Na segunda feira (26/1), um tribunal do júri federal condenou Jeffrey Sterling “por revelar ao repórter James Risen informações altamente classificadas dos EUA”. Os promotores usaram como provas registros de telefonemas e e-mails trocados entre os dois. A ex-secretária de Estado Condoleezza Rice explicou, durante o julgamento, como ela convenceu editores do New York Times a desistir da publicação de uma reportagem sobre a operação, de acordo com o Los Angeles Times.

Efeito Wikileaks
Nos Estados Unidos não existe qualquer tipo de lei de imprensa, em nível federal. Existem leis estaduais. Dos 50 estados do país, 40 aprovaram sua própria lei, conhecidas como “shield laws”, por seu objetivo de servir de proteção às relações confidenciais entre jornalistas e fontes.

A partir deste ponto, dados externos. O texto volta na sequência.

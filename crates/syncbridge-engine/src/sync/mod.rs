//! # Event-driven synchronization
//!
//! ```text
//! ┌──────────────┐     ┌────────────────────┐     ┌──────────────┐
//! │  Transport   │────►│  SyncOrchestrator  │────►│ TargetClient │
//! │ (redelivery) │     │                    │     └──────────────┘
//! └──────┬───────┘     └─────────┬──────────┘
//!        │                       │ mapping write failed
//!        │                       ▼
//!        │             ┌────────────────────┐     ┌────────────────────┐
//!        │             │  RetryCoordinator  │────►│ MappingStoreClient │
//!        │             └─────────┬──────────┘     └────────────────────┘
//!        │                       │ N failures
//!        ▼                       ▼
//! ┌──────────────────────────────────────────┐
//! │              Dead Letter Queue           │◄──── replay
//! └──────────────────────────────────────────┘
//! ```

pub mod dead_letter;
pub mod orchestrator;
pub mod retry;
pub mod strategy;
pub mod transport;
pub mod worker;

pub use dead_letter::{
    AttemptRecord, DeadLetter, DeadLetterPayload, DeadLetterQueue, InMemoryDeadLetterQueue,
};
#[cfg(feature = "postgres")]
pub use dead_letter::PgDeadLetterQueue;
pub use orchestrator::{SyncOrchestrator, SyncOutcome};
pub use retry::{
    MappingRetryQueue, RetryContext, RetryCoordinator, RetryOutcome, RetryPolicy, RetryState,
};
pub use strategy::{
    DuplicatePolicy, EntitySyncStrategy, FamilyStrategy, FamilyStrategyBuilder, StrategyRegistry,
    SyncAction,
};
pub use transport::{DeliveryOutcome, RedeliveringTransport};
pub use worker::{RetryWorker, RetryWorkerConfig, RetryWorkerHandle};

No entanto, cada lei tem propósitos e regras diferentes, de forma que a legislação do país, para esse efeito, é uma grande colcha de retalhos.

O Congresso dos EUA já teve um projeto de lei em pauta, que se destinava a regulamentar a proteção aos jornalistas, especialmente no que se refere à preservação da identidade das fontes. Mas esse projeto de lei foi abandonado depois do tumulto causado no governo pelas revelações da Wikileaks e do ex-funcionário da CIA Edward Snowden.

Jurisprudências também são raras, mas há uma bem interessante. A Suprema Corte dos EUA decidiu em 1991, no caso Cohen versus Cowles Media Co., que uma fonte pode ter direito à confidencialidade, em razão de um acordo feito com um repórter.

Assim, se um jornalista for intimado pela Justiça a revelar sua fonte, sob ameaça de prisão, e ceder à pressão, pode ser processado pela fonte com base nas “leis de preclusão” (promissory estoppel laws). Isso coloca a imprensa, evidentemente, em uma situação bem delicada.